Quant au Bz, il représente la donnée la plus importante : Il indique la direction de l’inclinaison du champ magnétique interplanétaire. Il agit comme un interrupteur : s’il est négatif ou orienté au sud, il laissera les particules solaires entrer dans notre magnétosphère. S’il est positif ou orienté au nord, il fermera la porte aux particules et réduira donc la probabilité d’observer des aurores boréales. À partir des -10nT et au-delà, le Bz devient très intéressant, surtout s’il se maintient pendant plusieurs heures.

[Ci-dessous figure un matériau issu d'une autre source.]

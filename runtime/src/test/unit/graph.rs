//! Task-graph construction and snapshot isolation tests.

use std::sync::Arc;

use squall_device::DeviceArray;
use squall_dtype::ScalarDType;
use squall_ir::{AxisKind, BinaryOp, RegionGraph};

use crate::error::Error;
use crate::graph::{Step, TaskArg, TaskGraph, TransferMode};

/// `out[i] = a[i] + a[i]` over one global range.
pub fn doubling_kernel() -> Arc<RegionGraph> {
    let mut g = RegionGraph::new("double");
    let a = g.buffer_param(ScalarDType::Float32);
    let out = g.buffer_param(ScalarDType::Float32);
    let zero = g.index_const(0);
    let one = g.index_const(1);
    let bound = g.index_const(64);
    let i = g.range(AxisKind::Global, zero, one, bound).unwrap();
    let v = g.load(a, i).unwrap();
    let sum = g.binary(BinaryOp::Add, v, v).unwrap();
    let st = g.store(out, i, sum).unwrap();
    g.sink(&[st]);
    Arc::new(g)
}

fn args_for(kernel: &RegionGraph) -> Vec<TaskArg> {
    kernel
        .params()
        .iter()
        .map(|p| match p {
            squall_ir::ParamKind::Buffer(dtype) => {
                assert_eq!(*dtype, ScalarDType::Float32);
                TaskArg::Array(DeviceArray::zeroed::<f32>(64))
            }
            squall_ir::ParamKind::Scalar(_) => TaskArg::Scalar(0),
        })
        .collect()
}

#[test]
fn duplicate_task_name_leaves_graph_unchanged() {
    let kernel = doubling_kernel();
    let mut graph = TaskGraph::new("s0");
    graph.task("t0", &kernel, args_for(&kernel)).unwrap();
    let before = graph.len();

    let err = graph.task("t0", &kernel, args_for(&kernel)).unwrap_err();
    assert!(matches!(err, Error::DuplicateTaskName { ref name, ref graph } if name == "t0" && graph == "s0"));
    assert_eq!(graph.len(), before);
}

#[test]
fn snapshots_are_isolated_from_the_builder() {
    let kernel = doubling_kernel();
    let mut graph = TaskGraph::new("s0");
    graph
        .transfer_to_device(TransferMode::EveryExecution, &[DeviceArray::zeroed::<f32>(64)])
        .task("t0", &kernel, args_for(&kernel))
        .unwrap();

    let snap_a = graph.snapshot();
    let snap_b = graph.snapshot();

    // Identical step sequences.
    assert_eq!(snap_a.len(), snap_b.len());
    for (a, b) in snap_a.steps().iter().zip(snap_b.steps()) {
        assert_eq!(a.name(), b.name());
    }

    // Builder mutation after snapshot affects neither snapshot.
    graph.task("t1", &kernel, args_for(&kernel)).unwrap();
    assert_eq!(graph.len(), 3);
    assert_eq!(snap_a.len(), 2);
    assert_eq!(snap_b.len(), 2);
}

#[test]
fn snapshot_rejects_append() {
    let mut graph = TaskGraph::new("s0");
    graph.transfer_to_device(TransferMode::Once, &[DeviceArray::zeroed::<f32>(4)]);
    let snapshot = graph.snapshot();

    let step = Step::TransferToHost {
        name: "late".into(),
        mode: TransferMode::EveryExecution,
        arrays: vec![DeviceArray::zeroed::<f32>(4)],
    };
    let err = snapshot.append(step).unwrap_err();
    assert!(matches!(err, Error::ImmutableGraphMutation { ref graph } if graph == "s0"));
    assert_eq!(snapshot.len(), 1);
}

#[test]
fn transfer_steps_get_unique_names() {
    let mut graph = TaskGraph::new("s0");
    let a = DeviceArray::zeroed::<f32>(4);
    graph
        .transfer_to_device(TransferMode::EveryExecution, &[a.clone()])
        .transfer_to_device(TransferMode::Once, &[a.clone()])
        .transfer_to_host(TransferMode::EveryExecution, &[a]);

    let names: Vec<&str> = graph.steps().iter().map(Step::name).collect();
    assert_eq!(names, vec!["h2d0", "h2d1", "d2h2"]);
}

#[test]
fn argument_checks_are_eager() {
    let kernel = doubling_kernel();
    let mut graph = TaskGraph::new("s0");

    // Arity.
    let err = graph.task("t0", &kernel, vec![]).unwrap_err();
    assert!(matches!(err, Error::ArgumentMismatch { .. }));

    // Element dtype.
    let bad = vec![
        TaskArg::Array(DeviceArray::zeroed::<i32>(64)),
        TaskArg::Array(DeviceArray::zeroed::<f32>(64)),
    ];
    let err = graph.task("t0", &kernel, bad).unwrap_err();
    assert!(matches!(err, Error::ArgumentMismatch { .. }));

    // Kind.
    let bad = vec![TaskArg::Scalar(1), TaskArg::Array(DeviceArray::zeroed::<f32>(64))];
    let err = graph.task("t0", &kernel, bad).unwrap_err();
    assert!(matches!(err, Error::ArgumentMismatch { .. }));

    assert!(graph.is_empty());
}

Très fluctuant et imprévisible, c’est ce Bz qui détermine la possibilité ou non d’avoir droit à tout un spectacle. Autrement dit, même avec un Kp assez élevé et des données très intéressantes, il y a peu de chances d’assister à des aurores boréales si le Bz reste positif.
Petit guide du chasseur d’aurores boréales dans le sud du Québec
Lac Taureau, Lanaudière © FredPéron Aurora Photography
• Connaître le phénomène.
• Savoir lire les données et les prévisions (Solarham, Spaceweatherlive) et les comprendre.
• Surveiller les prévisions à moyen terme de l’indice Kp, elles seront très utiles pour repérer de futurs et éventuels sites d’observation.
• Consulter les prévisions météo pour cibler les régions avec un ciel dégagé, et surveiller éventuellement les conditions routières (après une tempête hivernale).
• Surveiller l’état de la lune : si elle est pleine, elle nuira beaucoup à l’observation, et il faudra donc prévoir une chasse uniquement si les conditions géomagnétiques sont très intéressantes.
• S’éloigner des sources de pollution lumineuse (consulter par exemple Astrometeo.ca).
• Savoir s’orienter pour trouver une vue dégagée vers le nord.
• Garder patience, même s’il n’y a pas d’aurore ou si elle diminue d’intensité. Il faut donc être prévoyant (porter des vêtements adéquats, apporter des boissons chaudes et de la nourriture…)
• Persévérer et multiplier les sorties dès que les données sont intéressantes, même après dix essais infructueux.
• Croiser les doigts pour un Bz négatif pendant une longue période!
À propos de l’auteur
Originaire de Bretagne, Frédéric Péron est kinésithérapeute de formation. Ayant vécu en Gaspésie ces trois dernières années, cet astrophotographe amateur s’intéresse depuis toujours à l’astronomie et à tout ce qui se passe au-dessus de nos têtes, la nuit. Chasseur d’aurores boréales passionné, il a eu le déclic pour la photographie de ce phénomène lors d’un voyage en Islande, en 2013. Depuis, il a photographié une bonne centaine d’aurores boréales à travers l’Islande et tout le Canada, de la Gaspésie au Yukon en passant par le sud du Québec. On peut consulter ses images répertoriées chronologiquement sur sa page facebook FredPéron Aurora Photography.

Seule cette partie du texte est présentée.